Roberta Flack, the first singer to win consecutive Grammy Record of the Year honors for “The First Time Ever I Saw Your Face” (1972) and “Killing Me Softly With His Song” (1973), has passed away, according to a statement from her publicist.
Roberta Cleopatra Flack was born on Feb 10, 1937, in Black Mountain, North Carolina, with DNA results revealing that Flack was Cameroonian.
She liked gospel music, sang in several church choruses, and came from a big, musical family with Mahalia Jackson and Sam Cooke being early influences.
Throughout her illustrious career, Roberta Flack produced 20 studio albums, garnered four Grammy Awards, and was nominated for 14 more.

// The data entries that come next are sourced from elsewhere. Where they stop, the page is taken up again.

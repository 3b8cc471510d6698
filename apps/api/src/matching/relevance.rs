//! Domain-relevance gate — decides whether a non-exact pairing of a JD requirement with a
//! CV term counts as a match.
//!
//! The gate is precision-biased. Over-matching silently inflates the final score, so any
//! pairing that is not clearly the same skill is rejected.
//!
//! # Rules (JD term `j`, CV term `c`)
//! 1. `j == c` → exact.
//! 2. Both resolve to the same canonical form in the alias table → synonym.
//! 3. `j`'s tokens form a contiguous run inside `c` (the CV term is at least as specific)
//!    → contained, accepted only if:
//!    - `j` has at least one non-generic token,
//!    - `j` covers at least `min_coverage` of `c`'s tokens,
//!    - for the domain category, every token of `j` is non-generic.
//! 4. `c`'s tokens form a run inside `j` (a broad CV term against a specific requirement)
//!    → always rejected.
//!
//! Character-level substrings never count: `java` does not match `javascript`.

use std::collections::{BTreeMap, BTreeSet, HashMap, HashSet};

use serde::{Deserialize, Serialize};

use crate::matching::skill_set::SkillCategory;

/// How a JD requirement was matched.
#[derive(Debug, Clone, Copy, PartialEq, Eq, PartialOrd, Ord, Serialize, Deserialize)]
#[serde(rename_all = "snake_case")]
pub enum MatchKind {
    Exact,
    Synonym,
    Contained,
}

/// Why the gate refused a candidate pairing.
#[derive(Debug, Clone, Copy, PartialEq, Eq, Serialize, Deserialize)]
#[serde(rename_all = "snake_case")]
pub enum RejectReason {
    /// The CV term is broader than the requirement.
    BroadCvTerm,
    /// The requirement consists only of generic words.
    GenericRequirement,
    /// The requirement covers too little of the CV term.
    LowCoverage,
    /// Domain requirements may not lean on generic words at all.
    GenericDomainToken,
}

#[derive(Debug, Clone, Copy, PartialEq, Eq)]
pub enum GateVerdict {
    Accept(MatchKind),
    Reject(RejectReason),
    /// The two terms share no token structure; not a candidate at all.
    Unrelated,
}

/// Curated alias → canonical pairs. Both sides are already normalized.
const ALIASES: &[(&str, &str)] = &[
    ("js", "javascript"),
    ("ts", "typescript"),
    ("golang", "go"),
    ("k8s", "kubernetes"),
    ("postgres", "postgresql"),
    ("mssql", "sql server"),
    ("node", "node.js"),
    ("nodejs", "node.js"),
    ("reactjs", "react"),
    ("react.js", "react"),
    ("vuejs", "vue"),
    ("vue.js", "vue"),
    ("sklearn", "scikit-learn"),
    ("ml", "machine learning"),
    ("dl", "deep learning"),
    ("ai", "artificial intelligence"),
    ("nlp", "natural language processing"),
    ("aws", "amazon web services"),
    ("gcp", "google cloud platform"),
    ("ci/cd", "continuous integration"),
    ("oop", "object-oriented programming"),
    ("restful", "rest"),
    ("rest api", "rest"),
    ("restful api", "rest"),
    ("teamwork", "collaboration"),
    ("team collaboration", "collaboration"),
    ("communication skills", "communication"),
    ("leadership skills", "leadership"),
    ("problem-solving", "problem solving"),
    ("fintech", "financial technology"),
    ("ecommerce", "e-commerce"),
    ("saas", "software as a service"),
];

/// Words too broad to carry a match on their own.
const GENERIC_TOKENS: &[&str] = &[
    "and", "of", "for", "the", "in", "&", "a", "an", "with",
    "data", "science", "sciences", "management", "development", "engineering",
    "analysis", "analytics", "research", "system", "systems", "skill", "skills",
    "technology", "technologies", "service", "services", "business", "operations",
    "solutions", "international", "general", "applied", "theoretical", "studies",
    "design", "tools", "experience", "knowledge", "programming", "software",
    "computer", "industry", "sector", "field", "work", "professional",
];

const DEFAULT_MIN_COVERAGE: f64 = 0.5;

/// Tunable inputs of the gate. Ships as part of the scoring policy so the boundary can be
/// adjusted without a rebuild.
#[derive(Debug, Clone, PartialEq, Serialize, Deserialize)]
pub struct GatePolicy {
    /// Alias → canonical form, both normalized.
    pub aliases: BTreeMap<String, String>,
    pub generic_tokens: BTreeSet<String>,
    /// Share of the CV term's tokens a contained requirement must cover, in (0, 1].
    pub min_coverage: f64,
}

impl Default for GatePolicy {
    fn default() -> Self {
        Self {
            aliases: ALIASES
                .iter()
                .map(|(alias, canonical)| (alias.to_string(), canonical.to_string()))
                .collect(),
            generic_tokens: GENERIC_TOKENS.iter().map(|t| t.to_string()).collect(),
            min_coverage: DEFAULT_MIN_COVERAGE,
        }
    }
}

impl GatePolicy {
    pub fn validate(&self) -> Result<(), String> {
        if !(self.min_coverage > 0.0 && self.min_coverage <= 1.0) {
            return Err("relevance.min_coverage must lie in (0, 1]".to_string());
        }
        if let Some((alias, _)) = self
            .aliases
            .iter()
            .find(|(alias, canonical)| alias.trim().is_empty() || canonical.trim().is_empty())
        {
            return Err(format!("relevance alias '{alias}' has an empty side"));
        }
        Ok(())
    }
}

pub struct RelevanceGate {
    aliases: HashMap<String, String>,
    generic: HashSet<String>,
    min_coverage: f64,
}

impl Default for RelevanceGate {
    fn default() -> Self {
        Self::new(&GatePolicy::default())
    }
}

impl RelevanceGate {
    pub fn new(policy: &GatePolicy) -> Self {
        Self {
            aliases: policy
                .aliases
                .iter()
                .map(|(alias, canonical)| (alias.clone(), canonical.clone()))
                .collect(),
            generic: policy.generic_tokens.iter().cloned().collect(),
            min_coverage: policy.min_coverage,
        }
    }

    /// Evaluates a single (JD term, CV term) pairing within a category.
    pub fn evaluate(&self, category: SkillCategory, jd_term: &str, cv_term: &str) -> GateVerdict {
        if jd_term == cv_term {
            return GateVerdict::Accept(MatchKind::Exact);
        }
        if self.canonical(jd_term) == self.canonical(cv_term) {
            return GateVerdict::Accept(MatchKind::Synonym);
        }

        let jd_tokens = self.canonical_tokens(jd_term);
        let cv_tokens = self.canonical_tokens(cv_term);
        if jd_tokens.is_empty() || cv_tokens.is_empty() {
            return GateVerdict::Unrelated;
        }
        if jd_tokens == cv_tokens {
            // Same skill after per-token aliasing, e.g. "postgres tuning" vs "postgresql tuning".
            return GateVerdict::Accept(MatchKind::Synonym);
        }

        if contains_run(&cv_tokens, &jd_tokens) {
            return self.judge_contained(category, &jd_tokens, &cv_tokens);
        }
        if contains_run(&jd_tokens, &cv_tokens) {
            return GateVerdict::Reject(RejectReason::BroadCvTerm);
        }
        GateVerdict::Unrelated
    }

    fn judge_contained(
        &self,
        category: SkillCategory,
        jd_tokens: &[String],
        cv_tokens: &[String],
    ) -> GateVerdict {
        if jd_tokens.iter().all(|t| self.is_generic(t)) {
            return GateVerdict::Reject(RejectReason::GenericRequirement);
        }
        if category == SkillCategory::Domain && jd_tokens.iter().any(|t| self.is_generic(t)) {
            return GateVerdict::Reject(RejectReason::GenericDomainToken);
        }
        let coverage = jd_tokens.len() as f64 / cv_tokens.len() as f64;
        if coverage < self.min_coverage {
            return GateVerdict::Reject(RejectReason::LowCoverage);
        }
        GateVerdict::Accept(MatchKind::Contained)
    }

    fn canonical<'a>(&'a self, term: &'a str) -> &'a str {
        self.aliases.get(term).map(String::as_str).unwrap_or(term)
    }

    /// Tokenizes the canonical form of `term`, then expands token-level aliases.
    fn canonical_tokens(&self, term: &str) -> Vec<String> {
        tokenize(self.canonical(term))
            .flat_map(|token| match self.aliases.get(token) {
                Some(expansion) => tokenize(expansion).map(str::to_string).collect::<Vec<_>>(),
                None => vec![token.to_string()],
            })
            .collect()
    }

    fn is_generic(&self, token: &str) -> bool {
        self.generic.contains(token)
    }
}

fn tokenize(term: &str) -> impl Iterator<Item = &str> {
    term.split(|c: char| c.is_whitespace() || matches!(c, '/' | '-' | '_' | ',' | '(' | ')'))
        .filter(|t| !t.is_empty())
}

/// True when `needle` appears as a contiguous run inside `haystack` and is strictly shorter.
fn contains_run(haystack: &[String], needle: &[String]) -> bool {
    needle.len() < haystack.len() && haystack.windows(needle.len()).any(|w| w == needle)
}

Flack died at home with her family by her side on Monday, February 24th of this year, at the age of 88, according to her publicist, Elaine Schock.
After several years of health problems, including a public diagnosis in late 2022 of amyotrophic lateral sclerosis (ALS), she passed away.
Flack’s managers claim that her degenerative sickness, known as Lou Gehrig’s disease, caused her to lose her ability to sing.
Before she died, she became one of the most influential voices of her generation, created her own songs, and won numerous awards.
Flack’s Rise to Fame
Flack, who was an outstanding musician, began playing the classical piano when he was nine years old.
Playing on a piano her father had rescued from the garbage, she placed second in a statewide competition for black students when she was thirteen.
At the age of 15, she became one of the youngest students at Howard University in Washington, DC, where she obtained a scholarship and studied voice in addition to piano.
Flack was doing well in her music studies until her father died when she was 19 years old, forcing her to drop out of school and become a teacher so she could “bring a bit in” for her family.
For the next seven years, she was in Washington school system and spent nights working as a singer and pianist at local bars and
She was discovered in 1968 by jazz pianist Les McCann, who recalled their first meeting saying, “I laughed, sobbed, and screamed for more.”
After he set her up with Atlantic Records, Flack’s early jazzy folky records had some little success.
Clint Eastwood of Hollywood, in 1971, then used “The First Time Ever I Saw Your Face” in “Play Misty For Me,” a movie he was performing and directing.
Due to the success of the movie, the song which had not been initially released as a single, shot to the top of the charts.
It received a Grammy for Record of the Year in 1973 and 1974 after spending six weeks at the top of the charts in 1972.